DESCRIPTION OF THE TASK: Print every line of the material exactly.

** TASK MATERIAL follows **

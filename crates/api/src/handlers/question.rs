//! Handlers for the `/questions` registry.

use axum::extract::{Path, State};
use axum::http::StatusCode;
use axum::Json;

use projboard_core::error::CoreError;
use projboard_core::types::DbId;
use projboard_db::models::question::{CreateQuestion, Question, UpdateQuestion};
use projboard_db::repositories::QuestionRepo;

use crate::error::{AppError, AppResult};
use crate::middleware::tier::RequireAdmin;
use crate::state::AppState;

/// GET /api/v1/questions — all questions, historical ones included.
pub async fn list(State(state): State<AppState>) -> AppResult<Json<Vec<Question>>> {
    Ok(Json(QuestionRepo::list(&state.pool).await?))
}

/// GET /api/v1/questions/current — the currently-active set.
pub async fn list_current(State(state): State<AppState>) -> AppResult<Json<Vec<Question>>> {
    Ok(Json(QuestionRepo::list_active(&state.pool).await?))
}

/// POST /api/v1/questions
pub async fn create(
    State(state): State<AppState>,
    RequireAdmin(_actor): RequireAdmin,
    Json(input): Json<CreateQuestion>,
) -> AppResult<(StatusCode, Json<Question>)> {
    if input.text.trim().is_empty() {
        return Err(AppError::BadRequest("text must not be blank".to_string()));
    }
    let question = QuestionRepo::create(&state.pool, &input).await?;
    Ok((StatusCode::CREATED, Json(question)))
}

/// PUT /api/v1/questions/{id}
///
/// Deactivating a question removes it from the current set; records that
/// already answered it keep their stored keys.
pub async fn update(
    State(state): State<AppState>,
    RequireAdmin(_actor): RequireAdmin,
    Path(id): Path<DbId>,
    Json(input): Json<UpdateQuestion>,
) -> AppResult<Json<Question>> {
    let question = QuestionRepo::update(&state.pool, id, &input)
        .await?
        .ok_or_else(|| AppError::Core(CoreError::not_found("Question", id)))?;
    Ok(Json(question))
}
//! Dynamic question/answer reconciliation.
//!
//! Projects carry a serialized map of answers to externally-defined
//! questions. The question registry changes over time, so each record
//! resolves answer keys against its *own* historical set (the ids already
//! present in its stored map) and only bootstraps from the live registry
//! snapshot when it has no answers yet. Keys are never removed: removing a
//! question from the registry does not orphan historical answers.

use std::collections::BTreeMap;

use serde::{Deserialize, Serialize};

use crate::types::{DbId, Timestamp};

/// A question definition from the registry.
#[derive(Debug, Clone, PartialEq, Eq, Serialize, Deserialize)]
pub struct Question {
    pub id: DbId,
    pub text: String,
    pub active: bool,
    pub created_at: Timestamp,
}

/// Stored answer map: question key → answer text.
pub type AnswerMap = BTreeMap<String, String>;

/// Transient answers supplied by the caller, keyed by question id.
pub type IncomingAnswers = BTreeMap<DbId, String>;

/// Derive the stable map key for a question id.
pub fn question_key(id: DbId) -> String {
    format!("question_{id}")
}

/// Parse a question id back out of a stored map key.
///
/// Returns `None` for keys that do not follow the `question_{id}` shape.
pub fn question_id_from_key(key: &str) -> Option<DbId> {
    key.rsplit('_').next()?.parse().ok()
}

/// The set of question ids a record resolves incoming answers against:
/// its own historical set when it has stored answers, otherwise the
/// currently-active questions from the registry snapshot.
pub fn resolution_set(stored: &AnswerMap, snapshot: &[Question]) -> Vec<DbId> {
    if stored.is_empty() {
        snapshot.iter().filter(|q| q.active).map(|q| q.id).collect()
    } else {
        stored.keys().filter_map(|k| question_id_from_key(k)).collect()
    }
}

/// Merge transient answers into the stored map ahead of a save.
///
/// For each resolvable question id, a non-null incoming answer that differs
/// from the stored value is written under the derived key. Keys are never
/// removed, so the stored map only grows. Returns the number of entries
/// written.
pub fn merge_answers(
    stored: &mut AnswerMap,
    snapshot: &[Question],
    incoming: &IncomingAnswers,
) -> usize {
    let ids = resolution_set(stored, snapshot);
    let mut written = 0;
    for id in ids {
        let key = question_key(id);
        if let Some(answer) = incoming.get(&id) {
            if stored.get(&key) != Some(answer) {
                stored.insert(key, answer.clone());
                written += 1;
            }
        }
    }
    written
}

** End of TASK MATERIAL **

TASK RESULT:
filename crates/api/src/handlers/question.rs
//! Handlers for the `/questions` registry.

use axum::extract::{Path, State};
use axum::http::StatusCode;
use axum::Json;

use projboard_core::error::CoreError;
use projboard_core::types::DbId;
use projboard_db::models::question::{CreateQuestion, Question, UpdateQuestion};
use projboard_db::repositories::QuestionRepo;

use crate::error::{AppError, AppResult};
use crate::middleware::tier::RequireAdmin;
use crate::state::AppState;

/// GET /api/v1/questions — all questions, historical ones included.
pub async fn list(State(state): State<AppState>) -> AppResult<Json<Vec<Question>>> {
    Ok(Json(QuestionRepo::list(&state.pool).await?))
}

/// GET /api/v1/questions/current — the currently-active set.
pub async fn list_current(State(state): State<AppState>) -> AppResult<Json<Vec<Question>>> {
    Ok(Json(QuestionRepo::list_active(&state.pool).await?))
}

/// POST /api/v1/questions
pub async fn create(
    State(state): State<AppState>,
    RequireAdmin(_actor): RequireAdmin,
    Json(input): Json<CreateQuestion>,
) -> AppResult<(StatusCode, Json<Question>)> {
    if input.text.trim().is_empty() {
        return Err(AppError::BadRequest("text must not be blank".to_string()));
    }
    let question = QuestionRepo::create(&state.pool, &input).await?;
    Ok((StatusCode::CREATED, Json(question)))
}

/// PUT /api/v1/questions/{id}
///
/// Deactivating a question removes it from the current set; records that
/// already answered it keep their stored keys.
pub async fn update(
    State(state): State<AppState>,
    RequireAdmin(_actor): RequireAdmin,
    Path(id): Path<DbId>,
    Json(input): Json<UpdateQuestion>,
) -> AppResult<Json<Question>> {
    let question = QuestionRepo::update(&state.pool, id, &input)
        .await?
        .ok_or_else(|| AppError::Core(CoreError::not_found("Question", id)))?;
    Ok(Json(question))
}
//! Dynamic question/answer reconciliation.
//!
//! Projects carry a serialized map of answers to externally-defined
//! questions. The question registry changes over time, so each record
//! resolves answer keys against its *own* historical set (the ids already
//! present in its stored map) and only bootstraps from the live registry
//! snapshot when it has no answers yet. Keys are never removed: removing a
//! question from the registry does not orphan historical answers.

use std::collections::BTreeMap;

use serde::{Deserialize, Serialize};

use crate::types::{DbId, Timestamp};

/// A question definition from the registry.
#[derive(Debug, Clone, PartialEq, Eq, Serialize, Deserialize)]
pub struct Question {
    pub id: DbId,
    pub text: String,
    pub active: bool,
    pub created_at: Timestamp,
}

/// Stored answer map: question key → answer text.
pub type AnswerMap = BTreeMap<String, String>;

/// Transient answers supplied by the caller, keyed by question id.
pub type IncomingAnswers = BTreeMap<DbId, String>;

/// Derive the stable map key for a question id.
pub fn question_key(id: DbId) -> String {
    format!("question_{id}")
}

/// Parse a question id back out of a stored map key.
///
/// Returns `None` for keys that do not follow the `question_{id}` shape.
pub fn question_id_from_key(key: &str) -> Option<DbId> {
    key.rsplit('_').next()?.parse().ok()
}

/// The set of question ids a record resolves incoming answers against:
/// its own historical set when it has stored answers, otherwise the
/// currently-active questions from the registry snapshot.
pub fn resolution_set(stored: &AnswerMap, snapshot: &[Question]) -> Vec<DbId> {
    if stored.is_empty() {
        snapshot.iter().filter(|q| q.active).map(|q| q.id).collect()
    } else {
        stored.keys().filter_map(|k| question_id_from_key(k)).collect()
    }
}

/// Merge transient answers into the stored map ahead of a save.
///
/// For each resolvable question id, a non-null incoming answer that differs
/// from the stored value is written under the derived key. Keys are never
/// removed, so the stored map only grows. Returns the number of entries
/// written.
pub fn merge_answers(
    stored: &mut AnswerMap,
    snapshot: &[Question],
    incoming: &IncomingAnswers,
) -> usize {
    let ids = resolution_set(stored, snapshot);
    let mut written = 0;
    for id in ids {
        let key = question_key(id);
        if let Some(answer) = incoming.get(&id) {
            if stored.get(&key) != Some(answer) {
                stored.insert(key, answer.clone());
                written += 1;
            }
        }
    }
    written
}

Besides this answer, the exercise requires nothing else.